Reactions: Like 1 | Agree 1 | Funny 1 | Informative 1


----------



## Garcher (Sep 23, 2022)

German


----------



## Kitsune (Sep 23, 2022)

Symmetry said:


> To me it sounds very unique to my untrained ear. It sounds very light and soft but in a very different way then how I’d imagine based on those adjectives


Idk I feel like Japanese really shines in scenes where the characters are screaming and crying.


----------



## Atlantic Storm (Sep 23, 2022)

i feel like japanese really shines in silent movies

Reactions: Like 1 | Funny 2


----------



## Yamato (Sep 23, 2022)

Spanish, Japanese, Taiwanese


Korean and German just sounds angry to me

Reactions: Agree 1


----------



## Gin (Sep 23, 2022)

chinese (in my limited experience) sounds staccato and clipped, kinda angry
korean (again in my limited experience, basically movies and squid game) sounds like they're sighing a lot, lots of words trail off that way, similar to japanese but like they're always sad

japanese is justright.jpg


----------



## Atlantic Storm (Sep 23, 2022)

Gin said:


> chinese (in my limited experience) sounds staccato and clipped, kinda angry
> korean (again in my limited experience, basically movies and squid game) sounds like they're sighing a lot, lots of words trail off that way, similar to japanese but like they're always sad
> 
> japanese is justright.jpg



it's just right if you don't know left from right, maybe

Reactions: Lewd 1


----------



## Gin (Sep 23, 2022)

Atlantic Storm said:


> it's just right if you don't know left from right, maybe


the only thing that would've made elden ring better is a japanese voice option


----------



## Kitsune (Sep 23, 2022)

Gin said:


> chinese (in my limited experience) sounds staccato and clipped, kinda angry


That’s Cantonese. Mandarin is nice.

Reactions: Informative 1


----------



## Gin (Sep 23, 2022)

Kitsune said:


> That’s Cantonese.
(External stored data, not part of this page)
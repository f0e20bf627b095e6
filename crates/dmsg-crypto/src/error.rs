//! Cryptographic error types.

use thiserror::Error;

/// Cryptographic errors
#[derive(Debug, Error, Clone, PartialEq, Eq)]
pub enum CryptoError {
    /// Signature does not authenticate the message
    #[error("invalid signature")]
    InvalidSignature,

    /// Bytes are not a valid Ed25519 point
    #[error("invalid public key")]
    InvalidPublicKey,

    /// Hex decoding failed
    #[error("invalid hex: {0}")]
    InvalidHex(String),

    /// Decoded value has the wrong size
    #[error("invalid length: expected {expected}, got {actual}")]
    InvalidLength {
        /// Expected length
        expected: usize,
        /// Actual length
        actual: usize,
    },
}
//! # dmsg Crypto
//!
//! Identity primitives for the dmsg relay protocol.
//!
//! Every dmsg entity (client or relay server) is identified by an Ed25519
//! public key. This crate provides:
//! - `PublicKey` / `SecretKey` / `Signature` wrappers with hex encodings
//! - Keypair generation from the OS RNG
//! - BLAKE3 hashing used to bind stream responses to their requests
//!
//! ## Usage
//!
//! ```
//! use dmsg_crypto::{generate_keypair, hash};
//!
//! let (pk, sk) = generate_keypair();
//! let sig = sk.sign(b"hello");
//! assert!(pk.verify(b"hello", &sig).is_ok());
//! assert_ne!(hash(b"a"), hash(b"b"));
//! ```

#![warn(missing_docs)]
#![warn(clippy::all)]

pub mod error;
pub mod hash;
pub mod keys;

pub use error::CryptoError;
pub use hash::{Hash, hash};
pub use keys::{PublicKey, SecretKey, Signature, generate_keypair};

/// Ed25519 public key size
pub const PUBLIC_KEY_SIZE: usize = 32;

/// Ed25519 secret key size
pub const SECRET_KEY_SIZE: usize = 32;

/// Ed25519 signature size
pub const SIGNATURE_SIZE: usize = 64;

/// BLAKE3 output size
pub const HASH_SIZE: usize = 32;
//! BLAKE3 hashing.

use std::fmt;

/// BLAKE3 digest (32 bytes)
#[derive(Clone, Copy, PartialEq, Eq, Hash, Default)]
pub struct Hash([u8; 32]);

impl Hash {
    /// Create from raw digest bytes
    #[must_use]
    pub fn from_bytes(bytes: [u8; 32]) -> Self {
        Self(bytes)
    }

    /// Raw digest bytes
    #[must_use]
    pub fn as_bytes(&self) -> &[u8; 32] {
        &self.0
    }
}

impl fmt::Display for Hash {
    fn fmt(&self, f: &mut fmt::Formatter<'_>) -> fmt::Result {
        f.write_str(&hex::encode(self.0))
    }
}

impl fmt::Debug for Hash {
    fn fmt(&self, f: &mut fmt::Formatter<'_>) -> fmt::Result {
        write!(f, "Hash({}..)", hex::encode(&self.0[..4]))
    }
}

impl serde::Serialize for Hash {
    fn serialize<S: serde::Serializer>(&self, serializer: S) -> Result<S::Ok, S::Error> {
        serializer.serialize_str(&self.to_string())
    }
}

impl<'de> serde::Deserialize<'de> for Hash {
    fn deserialize<D: serde::Deserializer<'de>>(deserializer: D) -> Result<Self, D::Error> {
        let s = <String as serde::Deserialize>::deserialize(deserializer)?;
        let bytes = hex::decode(&s).map_err(serde::de::Error::custom)?;
        let arr: [u8; 32] = bytes
            .try_into()
            .map_err(|_| serde::de::Error::custom("hash must be 32 bytes"))?;
        Ok(Self(arr))
    }
}

/// Compute the BLAKE3 hash of input data.
#[must_use]
pub fn hash(data: &[u8]) -> Hash {
    Hash(*blake3::hash(data).as_bytes())
}
//! Process-local discovery.
//!
//! Applies the acceptance rules of the deployed discovery service. Entries
//! must validate and carry a valid signature. A key's first entry starts at
//! sequence zero and every republish advances it.

use crate::client::DiscoveryClient;
use crate::entry::Entry;
use crate::error::{DiscoveryError, EntryValidationError};
use async_trait::async_trait;
use dmsg_crypto::PublicKey;
use std::collections::HashMap;
use std::sync::Arc;
use std::sync::atomic::{AtomicBool, Ordering};
use tokio::sync::RwLock;

/// In-memory discovery service
#[derive(Debug, Default, Clone)]
pub struct MemoryDiscovery {
    entries: Arc<RwLock<HashMap<PublicKey, Entry>>>,
    unavailable: Arc<AtomicBool>,
}

impl MemoryDiscovery {
    /// Create an empty discovery
    #[must_use]
    pub fn new() -> Self {
        Self::default()
    }

    /// Make every call fail with [`DiscoveryError::Unavailable`] while set.
    pub fn set_unavailable(&self, unavailable: bool) {
        self.unavailable.store(unavailable, Ordering::SeqCst);
    }

    /// Number of stored entries
    pub async fn len(&self) -> usize {
        self.entries.read().await.len()
    }

    /// Whether no entries are stored
    pub async fn is_empty(&self) -> bool {
        self.entries.read().await.is_empty()
    }

    fn check_available(&self) -> Result<(), DiscoveryError> {
        if self.unavailable.load(Ordering::SeqCst) {
            return Err(DiscoveryError::Unavailable("service offline".to_string()));
        }
        Ok(())
    }
}

#[async_trait]
impl DiscoveryClient for MemoryDiscovery {
    async fn entry(&self, pk: &PublicKey) -> Result<Entry, DiscoveryError> {
        self.check_available()?;
        self.entries
            .read()
            .await
            .get(pk)
            .cloned()
            .ok_or(DiscoveryError::EntryNotFound)
    }

    async fn post_entry(&self, entry: &Entry) -> Result<(), DiscoveryError> {
        self.check_available()?;
        entry.validate()?;
        entry.verify_signature()?;

        let mut entries = self.entries.write().await;
        match entries.get(&entry.static_pk) {
            Some(current) => current.validate_iteration(entry)?,
            None if entry.sequence != 0 => {
                return Err(EntryValidationError::NonZeroSequence.into());
            }
            None => {}
        }
        entries.insert(entry.static_pk, entry.clone());
        Ok(())
    }

    async fn del_entry(&self, entry: &Entry) -> Result<(), DiscoveryError> {
        self.check_available()?;
        entry.verify_signature()?;
        self.entries
            .write()
            .await
            .remove(&entry.static_pk)
            .map(|_| ())
            .ok_or(DiscoveryError::EntryNotFound)
    }

    async fn available_servers(&self) -> Result<Vec<Entry>, DiscoveryError> {
        self.check_available()?;
        let mut servers: Vec<Entry> = self
            .entries
            .read()
            .await
            .values()
            .filter(|e| e.server.as_ref().is_some_and(|s| s.available_sessions > 0))
            .cloned()
            .collect();
        servers.sort_by_key(|e| {
            std::cmp::Reverse(e.server.as_ref().map_or(0, |s| s.available_sessions))
        });
        Ok(servers)
    }
}

#[cfg(test)]
mod tests {
    use super::*;
    use dmsg_crypto::generate_keypair;

    #[tokio::test]
    async fn test_post_and_get() {
        let disc = MemoryDiscovery::new();
        let (pk, sk) = generate_keypair();
        let mut entry = Entry::new_client(pk, 0, vec![]);
        entry.sign(&sk);
        disc.post_entry(&entry).await.unwrap();
        assert_eq!(disc.entry(&pk).await.unwrap(), entry);
    }

    #[tokio::test]
    async fn test_missing_entry() {
        let disc = MemoryDiscovery::new();
        let (pk, _) = generate_keypair();
        assert_eq!(disc.entry(&pk).await, Err(DiscoveryError::EntryNotFound));
    }

    #[tokio::test]
    async fn test_first_entry_requires_zero_sequence() {
        let disc = MemoryDiscovery::new();
        let (pk, sk) = generate_keypair();
        let mut entry = Entry::new_client(pk, 2, vec![]);
        entry.sign(&sk);
        assert_eq!(
            disc.post_entry(&entry).await,
            Err(EntryValidationError::NonZeroSequence.into())
        );
    }

    #[tokio::test]
    async fn test_unsigned_or_forged_rejected() {
        let disc = MemoryDiscovery::new();
        let (pk, _) = generate_keypair();
        let (_, other_sk) = generate_keypair();
        let mut entry = Entry::new_client(pk, 0, vec![]);
        entry.sign(&other_sk);
        assert_eq!(
            disc.post_entry(&entry).await,
            Err(DiscoveryError::Unauthorized)
        );
    }

    #[tokio::test]
    async fn test_stale_sequence_conflicts() {
        let disc = MemoryDiscovery::new();
        let (pk, sk) = generate_keypair();
        let mut entry = Entry::new_client(pk, 0, vec![]);
        entry.sign(&sk);
        disc.post_entry(&entry).await.unwrap();

        let err = disc.post_entry(&entry).await.unwrap_err();
        assert!(err.is_sequence_conflict());
    }

    #[tokio::test]
    async fn test_put_entry_increments_sequence() {
        let disc = MemoryDiscovery::new();
        let (pk, sk) = generate_keypair();
        let (relay, _) = generate_keypair();
        let mut entry = Entry::new_client(pk, 0, vec![]);
        entry.sign(&sk);
        disc.post_entry(&entry).await.unwrap();

        entry.client = Some(crate::ClientInfo {
            delegated_servers: vec![relay],
        });
        disc.put_entry(&sk, &mut entry).await.unwrap();
        disc.put_entry(&sk, &mut entry).await.unwrap();

        let stored = disc.entry(&pk).await.unwrap();
        assert_eq!(stored.sequence, 2);
        assert_eq!(stored.delegated_servers(), Some(&[relay][..]));
    }

    #[tokio::test]
    async fn test_put_entry_recovers_from_stale_local_copy() {
        let disc = MemoryDiscovery::new();
        let (pk, sk) = generate_keypair();
        let mut entry = Entry::new_client(pk, 0, vec![]);
        entry.sign(&sk);
        disc.post_entry(&entry).await.unwrap();

        // Another writer advances the stored entry.
        let mut other = disc.entry(&pk).await.unwrap();
        disc.put_entry(&sk, &mut other).await.unwrap();
        disc.put_entry(&sk, &mut other).await.unwrap();

        // Older local copy at sequence 0 still publishes.
        let mut stale = entry.clone();
        disc.put_entry(&sk, &mut stale).await.unwrap();
        assert_eq!(stale.sequence, 3);
        assert_eq!(disc.entry(&pk).await.unwrap().sequence, 3);
    }

    #[tokio::test]
    async fn test_available_servers_sorted_and_filtered() {
        let disc = MemoryDiscovery::new();
        for available in [3, 0, 9] {
            let (pk, sk) = generate_keypair();
            let mut e = Entry::new_server(pk, 0, "127.0.0.1:1".into(), available);
            e.sign(&sk);
            disc.post_entry(&e).await.unwrap();
        }
        let (cpk, csk) = generate_keypair();
        let mut c = Entry::new_client(cpk, 0, vec![]);
        c.sign(&csk);
        disc.post_entry(&c).await.unwrap();

        let servers = disc.available_servers().await.unwrap();
        let counts: Vec<i64> = servers
            .iter()
            .map(|e| e.server.as_ref().unwrap().available_sessions)
            .collect();
        assert_eq!(counts, vec![9, 3]);
    }

    #[tokio::test]
    async fn test_del_entry() {
        let disc = MemoryDiscovery::new();
        let (pk, sk) = generate_keypair();
        let mut entry = Entry::new_client(pk, 0, vec![]);
        entry.sign(&sk);
        disc.post_entry(&entry).await.unwrap();
        disc.del_entry(&entry).await.unwrap();
        assert!(disc.is_empty().await);
    }

    #[tokio::test]
    async fn test_unavailable() {
        let disc = MemoryDiscovery::new();
        disc.set_unavailable(true);
        assert!(matches!(
            disc.available_servers().await,
            Err(DiscoveryError::Unavailable(_))
        ));
        disc.set_unavailable(false);
        assert!(disc.available_servers().await.unwrap().is_empty());
    }
}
Mandarin is nice.




makes sense, most of my exposure to chinese was in college in the uk

Reactions: Informative 1 | Lewd 1


----------



## Atlantic Storm (Sep 23, 2022)

anyway, jokes aside

of all the asian languages, japanese is probably the nicest sounding to the untrained ear because 1.) it's the one people tend to hear the most through things like anime, which makes the language sound very cool and sometimes poetic and 2.) japanese people themselves are associated with politeness and being soft-spoken 

chinese - both mandarin and cantonese - is a fast machine gun language with a lot of tonal variation, so it's very rarely going to sound smooth. a lot of chinese people also tend to be quite shouty in the way they communicate, which adds to the aggressiveness of the language's sound

Reactions: Like 1 | Friendly 1


----------



## Atlantic Storm (Sep 23, 2022)

Kitsune said:


> That’s Cantonese. Mandarin is nice.


cantonese sounds absolutely terrible

mandarin can sound nice, but i think most western ears would still consider it to be quite a 'harsh' sounding language unless it's spoken by a soft-spoken chinese person

i remember one time my friend visited my home and was asking me what my parents were arguing about earlier that day and they were just talking about the weather

Reactions: Agree 1 | Funny 3


----------



## Gin (Sep 23, 2022)

Atlantic Storm said:


> cantonese sounds absolutely terrible
> 
> mandarin can sound nice, but i think most western ears would still consider it to be quite a 'harsh' sounding language unless it's spoken by a soft-spoken chinese person
> 
> i remember one time my friend visited my home and was asking me what my parents were arguing about earlier that day and they were just talking about the weather


:yinglul


----------



## Kitsune (Sep 23, 2022)

Atlantic Storm said:


> cantonese sounds absolutely terrible
> 
> mandarin can sound nice, but i think most western ears would still consider it to be quite a 'harsh' sounding language unless it's spoken by a soft-spoken chinese person
> 
> i remember one time my friend visited my home and was asking me what my parents were arguing about earlier that day and they were just talking about the weather


True. I’m mostly basing it off of films, where you have Gong Li making it sound amazing.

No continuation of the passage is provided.